Le paradigme de la membrane, comme on l’appellera ici, est également largement représenté dans l’exposition Event Horizon, une invitation de l’artiste argentin Tomas Saraceno à nous pencher sur l’adaptation de notre habitat au changement climatique. L’exposition offre une expérience artistique aquatique unique dans la pénombre des anciennes citernes de Copenhague, qui furent de 1856 à 1933 le principal réservoir d’eau potable de la capitale. Sous-terre, le visiteur navigue en barque sous les arcades de la citerne, entre ses piliers massifs, dans une obscurité presque totale. Au fil de la lente traversée de la citerne, un jeu de lumière, d’ombres et de reflets laisse entrevoir les sculptures sphériques et métalliques que Saraceno a mises en suspension dans l’air. Malgré les multiples contrastes de forme et de poids entre le langage de la citerne et celui des planètes, des bulles et des toiles d’araignées, l’harmonie de l’ensemble plonge l’explorateur dans une contemplation visionnaire. Qui sait, construirons-nous un jour des bulles d’oxygène pour survivre sous l’eau, comme les araignées Argyronètes (Argyroneta aquatica) ?

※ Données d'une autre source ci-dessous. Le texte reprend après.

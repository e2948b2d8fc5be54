//! Request queue clients: public operations on a single queue plus the
//! collection client that creates queues.
//!
//! A queue is one directory under `request_queues/` holding one SQLite
//! database. The client validates inputs, derives request IDs and order
//! keys, and hands the heavy lifting to the per-queue emulator engine.
//! Connections come from the shared [`ConnectionCache`], are opened
//! lazily, and are dropped before rename and delete so the directory can
//! be moved out from under them.

mod emulator;

use std::path::PathBuf;

use base64::engine::general_purpose::STANDARD as BASE64;
use base64::Engine;
use sha2::{Digest, Sha256};
use tracing::debug;

use crate::config;
use crate::database::ConnectionCache;
use crate::error::{Result, StorageError};
use crate::models::{
    parse_datetime, BatchAddResult, LockedQueueHead, ProlongedLock, QueueHead, QueueOperationInfo,
    Request, RequestQueueInfo,
};
use emulator::{
    is_foreign_key_violation, now_millis, QueueRow, RequestModel, RequestQueueEmulator,
};

/// Derived request IDs keep the first characters of the hash only.
const REQUEST_ID_LENGTH: usize = 15;

/// Head size used when the caller does not specify one.
pub const DEFAULT_HEAD_LIMIT: u32 = 100;

/// Compute a request ID from its deduplication key: base64 of
/// SHA-256(uniqueKey) with `+`, `/`, `=` stripped, truncated to 15 chars.
pub fn unique_key_to_request_id(unique_key: &str) -> String {
    let digest = Sha256::digest(unique_key.as_bytes());
    BASE64
        .encode(digest)
        .chars()
        .filter(|c| !matches!(c, '+' | '/' | '='))
        .take(REQUEST_ID_LENGTH)
        .collect()
}

/// Options for [`RequestQueueClient::add_request`] and
/// [`RequestQueueClient::batch_add_requests`].
#[derive(Debug, Clone, Copy, Default)]
pub struct AddRequestOptions {
    /// Place the request at the logical front of the queue.
    pub forefront: bool,
}

/// Options for [`RequestQueueClient::list_head`].
#[derive(Debug, Clone, Copy)]
pub struct ListHeadOptions {
    pub limit: u32,
}

impl Default for ListHeadOptions {
    fn default() -> Self {
        Self {
            limit: DEFAULT_HEAD_LIMIT,
        }
    }
}

/// Options for [`RequestQueueClient::list_and_lock_head`].
#[derive(Debug, Clone, Copy)]
pub struct ListAndLockHeadOptions {
    pub limit: u32,
    pub lock_secs: u32,
}

/// Options for [`RequestQueueClient::prolong_request_lock`].
#[derive(Debug, Clone, Copy, Default)]
pub struct ProlongLockOptions {
    pub lock_secs: u32,
    /// Re-queue at the forefront once the lock expires or is released.
    pub forefront: bool,
}

/// Options for [`RequestQueueClient::delete_request_lock`].
#[derive(Debug, Clone, Copy, Default)]
pub struct DeleteLockOptions {
    pub forefront: bool,
}

/// Client for one named request queue.
pub struct RequestQueueClient {
    name: String,
    queues_dir: PathBuf,
    cache: ConnectionCache,
}

impl RequestQueueClient {
    pub(crate) fn new(name: String, queues_dir: PathBuf, cache: ConnectionCache) -> Self {
        Self {
            name,
            queues_dir,
            cache,
        }
    }

    /// Queue name; also its externally visible id.
    pub fn name(&self) -> &str {
        &self.name
    }

    fn queue_dir(&self) -> PathBuf {
        self.queues_dir.join(&self.name)
    }

    fn db_path(&self) -> PathBuf {
        config::db_path_in(&self.queue_dir())
    }

    /// Bind an emulator to the (lazily opened) cached connection.
    fn emulator(&self) -> Result<RequestQueueEmulator> {
        let handle = self
            .cache
            .open_with(&self.db_path(), RequestQueueEmulator::create_schema)
            .map_err(|err| match err {
                StorageError::NotFound(_) => StorageError::QueueNotFound(self.name.clone()),
                other => other,
            })?;
        Ok(RequestQueueEmulator::new(handle))
    }

    fn existing_queue(&self, em: &RequestQueueEmulator) -> Result<QueueRow> {
        em.select_by_name(&self.name)?
            .ok_or_else(|| StorageError::QueueNotFound(self.name.clone()))
    }

    fn map_queue_error(&self, err: StorageError) -> StorageError {
        if is_foreign_key_violation(&err) {
            StorageError::QueueNotFound(self.name.clone())
        } else {
            err
        }
    }

    /// Queue info. Bumps `accessedAt`.
    pub async fn get(&self) -> Result<RequestQueueInfo> {
        let em = self.emulator()?;
        let row = self.existing_queue(&em)?;
        em.update_accessed_at(row.id)?;
        Ok(queue_row_to_info(&row))
    }

    /// Rename the queue: disconnect, move the directory, update the row.
    pub async fn update(&mut self, new_name: &str) -> Result<RequestQueueInfo> {
        if new_name.is_empty() {
            return Err(StorageError::InvalidArgument(
                "Request queue name must not be empty.".to_string(),
            ));
        }
        if new_name == self.name {
            return self.get().await;
        }

        let old_dir = self.queue_dir();
        if !old_dir.is_dir() {
            return Err(StorageError::QueueNotFound(self.name.clone()));
        }
        let new_dir = self.queues_dir.join(new_name);
        if new_dir.exists() {
            return Err(StorageError::NameConflict(
                "Request queue name is not unique.".to_string(),
            ));
        }

        self.cache.close(&self.db_path());
        tokio::fs::rename(&old_dir, &new_dir)
            .await
            .map_err(|err| StorageError::io(&old_dir, err))?;
        debug!(old = %self.name, new = %new_name, "renamed request queue");

        let old_name = std::mem::replace(&mut self.name, new_name.to_string());
        let em = self.emulator()?;
        let row = em
            .select_by_name(&old_name)?
            .ok_or_else(|| StorageError::QueueNotFound(old_name.clone()))?;
        em.update_name(row.id, new_name)?;
        let row = self.existing_queue(&em)?;
        Ok(queue_row_to_info(&row))
    }

    /// Drop the queue: disconnect and remove the directory.
    pub async fn delete(&self) -> Result<()> {
        let dir = self.queue_dir();
        if !dir.is_dir() {
            return Err(StorageError::QueueNotFound(self.name.clone()));
        }
        self.cache.close(&self.db_path());
        tokio::fs::remove_dir_all(&dir)
            .await
            .map_err(|err| StorageError::io(&dir, err))?;
        Ok(())
    }

    /// The available head of the queue: pending, unlocked requests in
    /// ascending `orderNo` order. Bumps `accessedAt`.
    pub async fn list_head(&self, options: ListHeadOptions) -> Result<QueueHead> {
        let em = self.emulator()?;
        let row = self.existing_queue(&em)?;
        let jsons = em.select_request_jsons_head(row.id, options.limit)?;
        em.update_accessed_at(row.id)?;
        Ok(QueueHead {
            limit: options.limit,
            queue_modified_at: parse_datetime(&row.modified_at),
            had_multiple_clients: false,
            items: parse_request_jsons(jsons)?,
        })
    }

    /// Insert a request unless its `uniqueKey` is already present.
    pub async fn add_request(
        &self,
        request: &Request,
        options: AddRequestOptions,
    ) -> Result<QueueOperationInfo> {
        validate_add(request)?;
        let em = self.emulator()?;
        let row = self.existing_queue(&em)?;
        let model = request_model(row.id, request, options.forefront)?;
        em.add_request(&model).map_err(|err| self.map_queue_error(err))
    }

    /// Insert a batch of requests in one transaction. A missing queue row
    /// aborts the whole batch; duplicates become successful
    /// already-present entries.
    pub async fn batch_add_requests(
        &self,
        requests: &[Request],
        options: AddRequestOptions,
    ) -> Result<BatchAddResult> {
        let em = self.emulator()?;
        let row = self.existing_queue(&em)?;

        let models = requests
            .iter()
            .map(|request| {
                validate_add(request)?;
                request_model(row.id, request, options.forefront)
            })
            .collect::<Result<Vec<_>>>()?;

        let processed = em
            .batch_add_requests(&models)
            .map_err(|err| self.map_queue_error(err))?;
        Ok(BatchAddResult {
            processed_requests: processed,
            unprocessed_requests: Vec::new(),
        })
    }

    /// Fetch a single request by id. Bumps `accessedAt`.
    pub async fn get_request(&self, request_id: &str) -> Result<Option<Request>> {
        let em = self.emulator()?;
        let row = self.existing_queue(&em)?;
        let json = em.select_request_json(row.id, request_id)?;
        em.update_accessed_at(row.id)?;
        match json {
            Some(json) => Ok(Some(serde_json::from_str(&json)?)),
            None => Ok(None),
        }
    }

    /// Overwrite a stored request, or insert it when absent. The returned
    /// flags reflect the state before the call.
    pub async fn update_request(
        &self,
        request: &Request,
        options: AddRequestOptions,
    ) -> Result<QueueOperationInfo> {
        let request_id = request.id.as_deref().ok_or_else(|| {
            StorageError::InvalidArgument("Request must have an id.".to_string())
        })?;
        validate_url_and_unique_key(request)?;
        if request_id != unique_key_to_request_id(&request.unique_key) {
            return Err(StorageError::InvalidArgument(
                "Request ID does not match its uniqueKey.".to_string(),
            ));
        }

        let em = self.emulator()?;
        let row = self.existing_queue(&em)?;
        let model = request_model(row.id, request, options.forefront)?;
        em.update_request(&model)
            .map_err(|err| self.map_queue_error(err))
    }

    /// Atomically take the first `limit` available requests and lock them
    /// for `lock_secs` seconds. Locked requests disappear from head
    /// queries until the lock expires or is released.
    pub async fn list_and_lock_head(
        &self,
        options: ListAndLockHeadOptions,
    ) -> Result<LockedQueueHead> {
        let em = self.emulator()?;
        let row = self.existing_queue(&em)?;
        let jsons = em.list_and_lock_head(row.id, options.limit, options.lock_secs)?;
        em.update_accessed_at(row.id)?;
        Ok(LockedQueueHead {
            limit: options.limit,
            lock_secs: options.lock_secs,
            queue_modified_at: parse_datetime(&row.modified_at),
            had_multiple_clients: false,
            items: parse_request_jsons(jsons)?,
        })
    }

    /// Extend a held lock; returns the new expiry instant.
    pub async fn prolong_request_lock(
        &self,
        request_id: &str,
        options: ProlongLockOptions,
    ) -> Result<ProlongedLock> {
        let em = self.emulator()?;
        let row = self.existing_queue(&em)?;
        let lock_expires_at =
            em.prolong_request_lock(row.id, request_id, options.lock_secs, options.forefront)?;
        Ok(ProlongedLock { lock_expires_at })
    }

    /// Release a held lock, making the request available immediately.
    pub async fn delete_request_lock(
        &self,
        request_id: &str,
        options: DeleteLockOptions,
    ) -> Result<()> {
        let em = self.emulator()?;
        let row = self.existing_queue(&em)?;
        em.delete_request_lock(row.id, request_id, options.forefront)
    }
}

/// Client for the queue collection: creates queues on demand.
pub struct RequestQueueCollectionClient {
    queues_dir: PathBuf,
    cache: ConnectionCache,
}

impl RequestQueueCollectionClient {
    pub(crate) fn new(queues_dir: PathBuf, cache: ConnectionCache) -> Self {
        Self { queues_dir, cache }
    }

    /// Ensure the queue directory and row exist, then return its info.
    pub async fn get_or_create(&self, name: &str) -> Result<RequestQueueInfo> {
        config::validate_container_name(name)?;
        let dir = self.queues_dir.join(name);
        tokio::fs::create_dir_all(&dir)
            .await
            .map_err(|err| StorageError::io(&dir, err))?;

        let handle = self
            .cache
            .open_with(&config::db_path_in(&dir), RequestQueueEmulator::create_schema)?;
        let em = RequestQueueEmulator::new(handle);
        let row = em.select_or_insert_by_name(name)?;
        Ok(queue_row_to_info(&row))
    }
}

fn queue_row_to_info(row: &QueueRow) -> RequestQueueInfo {
    let pending = (row.total_request_count - row.handled_request_count).max(0);
    RequestQueueInfo {
        id: row.name.clone(),
        name: row.name.clone(),
        created_at: parse_datetime(&row.created_at),
        modified_at: parse_datetime(&row.modified_at),
        accessed_at: parse_datetime(&row.accessed_at),
        total_request_count: row.total_request_count.max(0) as u64,
        handled_request_count: row.handled_request_count.max(0) as u64,
        pending_request_count: pending as u64,
        had_multiple_clients: false,
    }
}

fn parse_request_jsons(jsons: Vec<String>) -> Result<Vec<Request>> {
    jsons
        .into_iter()
        .map(|json| serde_json::from_str(&json).map_err(StorageError::from))
        .collect()
}

fn validate_add(request: &Request) -> Result<()> {
    if request.id.is_some() {
        return Err(StorageError::InvalidArgument(
            "Request already has an id; did you mean to call updateRequest?".to_string(),
        ));
    }
    validate_url_and_unique_key(request)
}

fn validate_url_and_unique_key(request: &Request) -> Result<()> {
    if request.url.is_empty() {
        return Err(StorageError::InvalidArgument(
            "Request must have a url.".to_string(),
        ));
    }
    if request.unique_key.is_empty() {
        return Err(StorageError::InvalidArgument(
            "Request must have a uniqueKey.".to_string(),
        ));
    }
    Ok(())
}

/// Build the storable row: derive the id, pick the order key, and freeze
/// the canonical JSON blob with the id stamped in.
fn request_model(queue_id: i64, request: &Request, forefront: bool) -> Result<RequestModel> {
    let request_id = unique_key_to_request_id(&request.unique_key);
    if let Some(supplied) = &request.id {
        if supplied != &request_id {
            return Err(StorageError::InvalidArgument(
                "Request ID does not match its uniqueKey.".to_string(),
            ));
        }
    }

    let order_no = if request.is_handled() {
        None
    } else {
        let t = now_millis();
        Some(if forefront { -t } else { t })
    };

    let mut stored = request.clone();
    stored.id = Some(request_id.clone());
    let json = serde_json::to_string(&stored)?;

    Ok(RequestModel {
        queue_id,
        id: request_id,
        order_no,
        url: request.url.clone(),
        unique_key: request.unique_key.clone(),
        method: request.method_or_default().to_string(),
        retry_count: i64::from(request.retry_count.unwrap_or(0)),
        json,
    })
}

L’expérience de l’eau et du sublime nous rappellent que la nature reprend toujours le dessus, mais que la respecter peut nous émanciper et nous libérer. L’art et l’architecture qui se prêtent à ces expériences uniques ont le pouvoir de renforcer la prise de conscience du changement climatique . Ils contribuent à forger un imaginaire dans lequel l’homme habite la nature et la nature habite l’homme. Il y a dans la reconversion du port de Copenhague, dans le land art, dans l’éducation danoise une porosité disciplinaire si fluide qu’elle permettra l’intégration de nombreux angles de vues dans la construction des villes de demain.

 

C’est dans cette logique que l’habitat de demain doit être construit, pour pouvoir s’adapter tant à la prochaine inondation qu’à la prochaine sécheresse. Anupama Kundoo, architecte indienne exposée en ce moment au musée d’art contemporain Louisiana, pose trois principes pour la construction des villes de demain, réplicables de l’Inde au Danemark : l’habitat du futur devrait être construit à partir de matériaux écologiques produits localement, dans la même langue architecturale que son environnement, et aura une consommation énergétique minimale. A votre tour maintenant, de vous jeter à l’eau.